The Birth of the River.
On the extreme west of the basin lie the Cotswold Hills of Gloucestershire. Here the Thames is born. The rain which falls on the hill-tops makes its way steadily into the soil, and is retained there. Down and down it sinks through the porous limestone and chalk, till eventually it reaches a layer of impenetrable material—clay, slate, or stone—through which it can no longer pursue its downward course. Its only way now is along the upper surface of the stratum of impermeable material. Thus it comes in time to the places on the hillsides where the stratum touches the open air (see diagram on p. 8), and there it gushes forth in the form of springs, which in turn become tiny streams, some falling westwards down the steep Severn valley, others running eastwards down the gentler declivity.
At their northern end the Cotswolds sweep round to join Edge Hill; and then the hill-wall crosses the uplands of that rolling country which we call the Central Tableland, and so comes to the long stretch of the East Anglian Heights, passing almost continuously eastward through Hertfordshire and North Essex to Suffolk. On the south side the ring of hills sweeps round by way of the Marlborough Downs, and so comes to the long scarp of the “North” Downs, which make their way eastwards to the Kentish coast.
Within the limits of this ring of hills the valley lies, not perfectly flat like an alluvial plain, but gently, very gently, undulating, seldom rising more than two or three hundred feet above sea-level, save where that great ridge of chalk—the Chiltern-Marlborough range—straddles right across the basin at Goring.

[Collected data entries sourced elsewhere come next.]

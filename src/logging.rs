// src/logging.rs

//! `tracing` subscriber setup for demos and tests.
//!
//! The library itself only emits events; binaries call [`init`] once to
//! see them. Filtering follows `RUST_LOG` unless explicit directives are
//! configured.

use std::error::Error;
use std::fmt;
use tracing_subscriber::util::SubscriberInitExt;
use tracing_subscriber::{EnvFilter, fmt as tracing_fmt};

/// How the subscriber should behave.
#[derive(Debug, Clone, PartialEq, Eq)]
pub struct LoggingConfig {
    /// Explicit directives such as `haiqu=debug`. Overrides `RUST_LOG`.
    pub directives: Option<String>,
    /// Used when neither `directives` nor `RUST_LOG` is set.
    pub default_directive: String,
    /// Show module paths in output.
    pub include_targets: bool,
    pub ansi: bool,
}

impl Default for LoggingConfig {
    fn default() -> Self {
        Self { directives: None, default_directive: "info".to_string(), include_targets: true, ansi: true }
    }
}

impl LoggingConfig {
    /// Plain output for captured test logs.
    pub fn for_tests() -> Self {
        Self { default_directive: "debug".to_string(), ansi: false, ..Self::default() }
    }

    fn resolve_filter(&self) -> Result<EnvFilter, LoggingError> {
        match &self.directives {
            Some(directives) => EnvFilter::try_new(directives).map_err(|err| LoggingError::InvalidFilter(err.to_string())),
            None => Ok(EnvFilter::try_from_default_env().unwrap_or_else(|_| EnvFilter::new(&self.default_directive))),
        }
    }
}

/// Failures while installing the subscriber.
#[derive(Debug)]
pub enum LoggingError {
    /// The directive string could not be parsed.
    InvalidFilter(String),
    /// A global subscriber is already installed.
    AlreadyInitialized(tracing_subscriber::util::TryInitError),
}

impl fmt::Display for LoggingError {
    fn fmt(&self, f: &mut fmt::Formatter<'_>) -> fmt::Result {
        match self {
            LoggingError::InvalidFilter(msg) => write!(f, "invalid tracing directive: {}", msg),
            LoggingError::AlreadyInitialized(err) => write!(f, "failed to install tracing subscriber: {}", err),
        }
    }
}

impl Error for LoggingError {
    fn source(&self) -> Option<&(dyn Error + 'static)> {
        match self {
            LoggingError::AlreadyInitialized(err) => Some(err),
            LoggingError::InvalidFilter(_) => None,
        }
    }
}

/// Installs a formatted subscriber as the process-wide default.
pub fn init(config: &LoggingConfig) -> Result<(), LoggingError> {
    tracing_fmt()
        .with_env_filter(config.resolve_filter()?)
        .with_target(config.include_targets)
        .with_ansi(config.ansi)
        .finish()
        .try_init()
        .map_err(LoggingError::AlreadyInitialized)
}

/// Like [`init`], but a second call is a no-op instead of an error.
pub fn try_init(config: &LoggingConfig) -> Result<(), LoggingError> {
    match init(config) {
        Err(LoggingError::AlreadyInitialized(_)) => Ok(()),
        other => other,
    }
}

#[cfg(test)]
mod tests {
    use super::*;

    #[test]
    fn test_invalid_directive_rejected() {
        let config = LoggingConfig { directives: Some("haiqu=loudest".to_string()), ..LoggingConfig::default() };
        assert!(matches!(init(&config), Err(LoggingError::InvalidFilter(_))));
    }

    #[test]
    fn test_repeat_try_init_is_ok() {
        assert!(try_init(&LoggingConfig::for_tests()).is_ok());
        assert!(try_init(&LoggingConfig::for_tests()).is_ok());
    }
}
// src/sonification/schedule.rs
use super::{Chord, SonificationConfig};
use std::sync::Arc;
use std::sync::atomic::{AtomicBool, Ordering};
use std::time::Duration;
use tracing::debug;

/// Shared cancellation flag. Clones observe the same flag, so cancelling
/// any clone cancels all of them.
#[derive(Debug, Clone, Default)]
pub struct CancellationToken(Arc<AtomicBool>);

impl CancellationToken {
    pub fn new() -> Self {
        Self::default()
    }

    pub fn cancel(&self) {
        self.0.store(true, Ordering::SeqCst);
    }

    pub fn is_cancelled(&self) -> bool {
        self.0.load(Ordering::SeqCst)
    }
}

/// A chord placed at an absolute offset from the start of playback.
#[derive(Debug, Clone)]
pub struct ScheduledTask {
    pub offset: Duration,
    pub duration: Duration,
    pub chord: Chord,
    token: CancellationToken,
}

impl ScheduledTask {
    /// End of the task, relative to the start of playback.
    pub fn end(&self) -> Duration {
        self.offset + self.duration
    }

    /// `false` once the owning schedule was cancelled.
    pub fn is_live(&self) -> bool {
        !self.token.is_cancelled()
    }

    /// Whether the chord is sounding at `elapsed`.
    pub fn is_sounding(&self, elapsed: Duration) -> bool {
        self.is_live() && self.offset <= elapsed && elapsed < self.end()
    }
}

/// Timeline of chords sharing one [`CancellationToken`].
///
/// Tasks are registered once and never re-entered; the only way to stop
/// them is [`PlaybackSchedule::cancel`], which invalidates all of them.
#[derive(Debug, Clone, Default)]
pub struct PlaybackSchedule {
    tasks: Vec<ScheduledTask>,
    token: CancellationToken,
}

impl PlaybackSchedule {
    pub fn new() -> Self {
        Self::default()
    }

    /// Lays `chords` out back to back, `note_duration` each with `gap`
    /// between them, starting at offset zero.
    pub fn sequence<I>(chords: I, config: &SonificationConfig) -> Self
    where
        I: IntoIterator<Item = Chord>,
    {
        let mut schedule = Self::new();
        let step = config.note_duration + config.gap;
        let mut offset = Duration::ZERO;
        for chord in chords {
            schedule.push(offset, config.note_duration, chord);
            offset += step;
        }
        schedule
    }

    /// Adds a task at an absolute `offset`.
    pub fn push(&mut self, offset: Duration, duration: Duration, chord: Chord) {
        self.tasks.push(ScheduledTask { offset, duration, chord, token: self.token.clone() });
    }

    pub fn tasks(&self) -> &[ScheduledTask] {
        &self.tasks
    }

    pub fn len(&self) -> usize {
        self.tasks.len()
    }

    pub fn is_empty(&self) -> bool {
        self.tasks.is_empty()
    }

    /// A handle that cancels this schedule from elsewhere.
    pub fn token(&self) -> CancellationToken {
        self.token.clone()
    }

    /// Invalidates every task at once.
    pub fn cancel(&self) {
        if !self.token.is_cancelled() {
            debug!(tasks = self.tasks.len(), "playback schedule cancelled");
        }
        self.token.cancel();
    }

    pub fn is_cancelled(&self) -> bool {
        self.token.is_cancelled()
    }

    /// Cancels and releases the schedule.
    pub fn dispose(self) {
        self.cancel();
    }

    /// Tasks sounding at `elapsed`; empty once cancelled.
    pub fn sounding_at(&self, elapsed: Duration) -> Vec<&ScheduledTask> {
        self.tasks.iter().filter(|t| t.is_sounding(elapsed)).collect()
    }

    /// Offset at which the last task ends.
    pub fn total_duration(&self) -> Duration {
        self.tasks.iter().map(ScheduledTask::end).max().unwrap_or(Duration::ZERO)
    }
}
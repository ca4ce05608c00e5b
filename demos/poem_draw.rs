//! Draws a few poems from the recorded nine-qubit poem circuit and prints
//! the most likely ones.

use haiqu::logging::{self, LoggingConfig};
use haiqu::metrics::{self, Report, ReportConfig};
use haiqu::{PoemGenerator, WeightedSampler};
use rand::SeedableRng;
use rand::rngs::StdRng;

fn main() -> Result<(), Box<dyn std::error::Error>> {
    logging::try_init(&LoggingConfig::default())?;

    let generator = PoemGenerator::bundled()?;
    let config = ReportConfig::default();
    let mut rng = StdRng::seed_from_u64(9);

    println!("{}", generator.decoder());

    for i in 1..=3 {
        let poem = generator.draw(&mut rng)?;
        println!("--- Poem {} ---\n{}\n", i, poem);
    }

    println!("--- Top {} poems by probability ---", config.top_n);
    for (entry, poem) in generator.top_poems(config.top_n)? {
        println!(
            "#{:<2} |{}> {}%  {}",
            entry.rank,
            entry.key,
            metrics::format_percentage(entry.probability, config.decimals),
            poem.lines().join(" / ")
        );
    }

    let sampler = WeightedSampler::new(generator.table());
    let sample = sampler.sample(&mut rng);
    println!("\nSingle draw report: {}", Report::from_sample(&sample, &config));
    Ok(())
}
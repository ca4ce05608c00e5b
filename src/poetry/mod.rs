// src/poetry/mod.rs

//! The quantum poem: every measured 9-bit outcome of the poem circuit is a
//! three-line poem, and the entangled first/last lines can be drawn as a
//! correlated pair.

use crate::core::{Bitstring, HaiquError};
use crate::correlation::{Axis, CorrelatedDraw, CorrelationMatrix};
use crate::data;
use crate::decoding::{BitOrder, DecodedArtifact, Decoder};
use crate::distribution::DistributionTable;
use crate::metrics::{self, RankedEntry};
use crate::sampling::{self, SampleResult};
use crate::validation::check_table_width;
use rand::Rng;
use std::fmt;

/// A decoded poem with the frequency of the bitstring that produced it.
#[derive(Debug, Clone, PartialEq, Eq)]
pub struct Poem {
    artifact: DecodedArtifact,
    count: u64,
    total: u64,
}

impl Poem {
    /// The measured bitstring.
    pub fn key(&self) -> &Bitstring {
        self.artifact.key()
    }

    pub fn lines(&self) -> Vec<&str> {
        self.artifact.values()
    }

    pub fn artifact(&self) -> &DecodedArtifact {
        &self.artifact
    }

    pub fn count(&self) -> u64 {
        self.count
    }

    /// Observed probability of this exact poem.
    pub fn probability(&self) -> f64 {
        metrics::probability(self.count, self.total)
    }
}

impl fmt::Display for Poem {
    fn fmt(&self, f: &mut fmt::Formatter<'_>) -> fmt::Result {
        writeln!(f, "{}", self.artifact)?;
        write!(f, "  -- |{}>, {}/{} shots", self.key(), self.count, self.total)
    }
}

/// A poem whose first and last lines came from one correlated draw.
#[derive(Debug, Clone, PartialEq, Eq)]
pub struct CorrelatedPoem {
    pub artifact: DecodedArtifact,
    pub draw: CorrelatedDraw,
}

impl CorrelatedPoem {
    /// `true` if the last line mirrors the first.
    pub fn held(&self) -> bool {
        self.draw.held
    }
}

impl fmt::Display for CorrelatedPoem {
    fn fmt(&self, f: &mut fmt::Formatter<'_>) -> fmt::Result {
        writeln!(f, "{}", self.artifact)?;
        if self.draw.held {
            write!(f, "  -- correlation held ({} -> {})", self.draw.first, self.draw.last)
        } else {
            write!(f, "  -- noise broke the correlation ({} -> {})", self.draw.first, self.draw.last)
        }
    }
}

/// Composes the poem distribution, the three-line decoder and the
/// first/last-line correlation matrix.
#[derive(Debug, Clone)]
pub struct PoemGenerator {
    table: DistributionTable,
    weights: Vec<u64>,
    decoder: Decoder,
    matrix: CorrelationMatrix,
}

impl PoemGenerator {
    /// # Errors
    /// * `HaiquError::WidthMismatch` if the table and decoder widths differ.
    /// * `HaiquError::InvalidBinding` unless the decoder has exactly three
    ///   fields whose first and last banks match the matrix size.
    pub fn new(table: DistributionTable, decoder: Decoder, matrix: CorrelationMatrix) -> Result<Self, HaiquError> {
        check_table_width(&table, decoder.width())?;
        let bindings = decoder.bindings();
        if bindings.len() != 3 {
            return Err(HaiquError::InvalidBinding {
                message: format!("a poem needs 3 lines, decoder has {} fields", bindings.len()),
            });
        }
        for binding in [&bindings[0], &bindings[2]] {
            if binding.bank.len() != matrix.size() {
                return Err(HaiquError::InvalidBinding {
                    message: format!(
                        "word bank '{}' has {} entries but the correlation matrix is {}x{}",
                        binding.bank.role(),
                        binding.bank.len(),
                        matrix.size(),
                        matrix.size()
                    ),
                });
            }
        }
        let weights = table.weights().collect();
        Ok(Self { table, weights, decoder, matrix })
    }

    /// Generator over the bundled poem data, high bits on the first line.
    pub fn bundled() -> Result<Self, HaiquError> {
        let decoder = Decoder::uniform(BitOrder::HighToLow, data::poem_word_banks()?)?;
        Self::new(data::poem_distribution()?, decoder, data::bell_pair_matrix()?)
    }

    pub fn table(&self) -> &DistributionTable {
        &self.table
    }

    pub fn decoder(&self) -> &Decoder {
        &self.decoder
    }

    pub fn matrix(&self) -> &CorrelationMatrix {
        &self.matrix
    }

    /// Samples a bitstring from the poem distribution and decodes it.
    pub fn draw<R: Rng + ?Sized>(&self, rng: &mut R) -> Result<Poem, HaiquError> {
        self.poem_for_sample(&sampling::draw_sample(&self.table, &self.weights, rng))
    }

    /// Decodes the poem for an explicit bitstring; its count is 0 if the
    /// hardware never produced it.
    pub fn poem_for(&self, bits: &Bitstring) -> Result<Poem, HaiquError> {
        let sample = SampleResult::new(bits.clone(), self.table.count(bits), self.table.shot_total());
        self.poem_for_sample(&sample)
    }

    fn poem_for_sample(&self, sample: &SampleResult) -> Result<Poem, HaiquError> {
        Ok(Poem { artifact: self.decoder.decode(sample.key())?, count: sample.count(), total: sample.total() })
    }

    /// Fixes the first line (`Axis::Row`) or the last line (`Axis::Column`),
    /// draws the other from the correlation matrix, and uses `middle` for
    /// the second line.
    pub fn correlated<R: Rng + ?Sized>(&self, axis: Axis, middle: usize, rng: &mut R) -> Result<CorrelatedPoem, HaiquError> {
        let draw = self.matrix.derive(axis, rng)?;
        let bits = self.decoder.encode(&[draw.first, middle, draw.last])?;
        Ok(CorrelatedPoem { artifact: self.decoder.decode(&bits)?, draw })
    }

    /// The `n` most frequent poems.
    pub fn top_poems(&self, n: usize) -> Result<Vec<(RankedEntry, Poem)>, HaiquError> {
        metrics::top_n(&self.table, n)
            .into_iter()
            .map(|entry| -> Result<(RankedEntry, Poem), HaiquError> {
                let poem = self.poem_for(&entry.key)?;
                Ok((entry, poem))
            })
            .collect()
    }
}
//! Error handling logic

use std::fmt;

/// Error types raised when static experiment data or decoder wiring breaks
/// one of the construction-time contracts.
///
/// Sampling itself never fails on a valid table: numerical edge cases are
/// handled with a defined fallback instead of an error.
#[derive(Debug, Clone, PartialEq, Eq)] // Eq useful for testing error variants
pub enum HaiquError {
    /// A distribution table violates its invariants (empty, mixed key
    /// lengths, duplicate keys, zero total).
    MalformedTable {
        /// Label of the offending table, if it has one
        table: Option<String>,
        /// MalformedTable failure message
        message: String,
    },

    /// A string could not be read as a bitstring (non `0`/`1` characters or empty).
    InvalidBitstring {
        /// The rejected input
        input: String,
    },

    /// A bitstring length does not match the width a table or decoder expects.
    WidthMismatch {
        /// Expected bitstring length
        expected: usize,
        /// Actual bitstring length
        found: usize,
    },

    /// Decoder field bindings overlap, leave gaps, or disagree with their word bank size.
    InvalidBinding {
        /// InvalidBinding failure message
        message: String,
    },

    /// An index addressed past the end of a word bank or matrix.
    IndexOutOfRange {
        /// The requested index
        index: usize,
        /// Number of addressable entries
        len: usize,
        /// Where the lookup happened
        context: String,
    },

    /// A correlation matrix is empty or not square.
    InvalidMatrix {
        /// InvalidMatrix failure message
        message: String,
    },

    /// JSON input could not be turned into experiment counts.
    Ingestion {
        /// Ingestion failure message
        message: String,
    },
}

impl HaiquError {
    pub(crate) fn malformed(table: Option<&str>, message: impl Into<String>) -> Self {
        HaiquError::MalformedTable { table: table.map(str::to_string), message: message.into() }
    }
}

impl fmt::Display for HaiquError {
    fn fmt(&self, f: &mut fmt::Formatter<'_>) -> fmt::Result {
        match self {
            HaiquError::MalformedTable { table: Some(label), message } => write!(f, "Malformed Table '{}': {}", label, message),
            HaiquError::MalformedTable { table: None, message } => write!(f, "Malformed Table: {}", message),
            HaiquError::InvalidBitstring { input } => write!(f, "Invalid Bitstring: {:?} is not a non-empty string of 0/1", input),
            HaiquError::WidthMismatch { expected, found } => write!(f, "Width Mismatch: expected {} bits, found {}", expected, found),
            HaiquError::InvalidBinding { message } => write!(f, "Invalid Binding: {}", message),
            HaiquError::IndexOutOfRange { index, len, context } => write!(f, "Index Out Of Range ({}): index {} but only {} entries", context, index, len),
            HaiquError::InvalidMatrix { message } => write!(f, "Invalid Matrix: {}", message),
            HaiquError::Ingestion { message } => write!(f, "Ingestion Error: {}", message),
        }
    }
}

// Implement the standard Error trait to allow for easy integration with Rust error handling.
impl std::error::Error for HaiquError {}

impl From<serde_json::Error> for HaiquError {
    fn from(err: serde_json::Error) -> Self {
        HaiquError::Ingestion { message: err.to_string() }
    }
}

#[cfg(test)]
mod tests {
    use super::*;

    #[test]
    fn test_display_includes_table_label() {
        let err = HaiquError::malformed(Some("DIST_Z"), "no entries");
        assert_eq!(err.to_string(), "Malformed Table 'DIST_Z': no entries");
        let err = HaiquError::malformed(None, "no entries");
        assert_eq!(err.to_string(), "Malformed Table: no entries");
    }

    #[test]
    fn test_json_errors_become_ingestion_errors() {
        let err: HaiquError = serde_json::from_str::<serde_json::Value>("{").unwrap_err().into();
        assert!(matches!(err, HaiquError::Ingestion { .. }));
    }
}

Standing on one of the little eminences of the valley we can survey the scene before us: we can watch the River for many miles winding its way seawards, and note in all directions the same fertile, flourishing countryside, with its meadows where the soft-eyed cattle browse on the rich grass; its warm, brown plough-lands; its rich, golden fields of wheat, oats, and barley; its pretty orchards and farms close at hand; its nestling, tidy villages; its little pointed church steeples dotted everywhere. We can see in the distance, maybe, one or two compact little towns, for towns always spring up on wide, well-farmed plains, since the farmers must have proper markets to which to send their supplies of eggs, butter, cheese, and milk, and proper mills where their grain may be ground into flour.
It is a pleasant, satisfying prospect—one which suggests industrious, thrifty farmers reaping the rich reward of their unsparing labours; and it is an interesting prospect, too, for this same prosperous countryside, very little altered during half-a-dozen centuries, has done much to establish and maintain the position of the Thames as the great river of England.
The usefulness of a river to its country depends on several things. In the first place, it must be able to carry goods—to act as a convenient highway along which the traffic can descend through the valley towards the busy places near the mouth. That is to say, it must be navigable to barges and small boats throughout a considerable portion of its length. In the second place, there must be the goods to carry. That is to say, the river must pass through a countryside which can produce in great quantity things which are needed. In the third place, the chief port of the river must lie in such a position that it is within comparatively easy distance of good foreign markets.
Now let us see how these three conditions apply to the River Thames.
Firstly, with regard to the goods themselves. If we take our map of England, and lay a pencil across it from Bristol to the Wash, we shall be marking off what has been through the greater part of English history the boundary of the wealthy portion of Britain, for only in modern times, since the development of the iron and coal fields, and the discovery that the damp climate of the north was exactly suited to the manufacture of textiles, has the great industrial North of England come into being. England in the Middle Ages, and on till a century or more ago, was an agricultural country; its wealth lay very largely in what it grew and what it reared; and the south provided the most suitable countryside for this sort of production. The consequence was that the Thames flowed right down through the centre of wealthy England. All round it were the chalk-ranges on which throve the great herds of long-fleeced sheep that provided the wonderful wool for which England was famous, and which was in many respects the main source of her prosperity. In between the hills were the cornfields and the orchards. And dotted all down the course at convenient points were thriving towns, each of which could, as it were, drain off the produce of the area behind it, and so act as a collecting and forwarding station for the traffic of the main stream.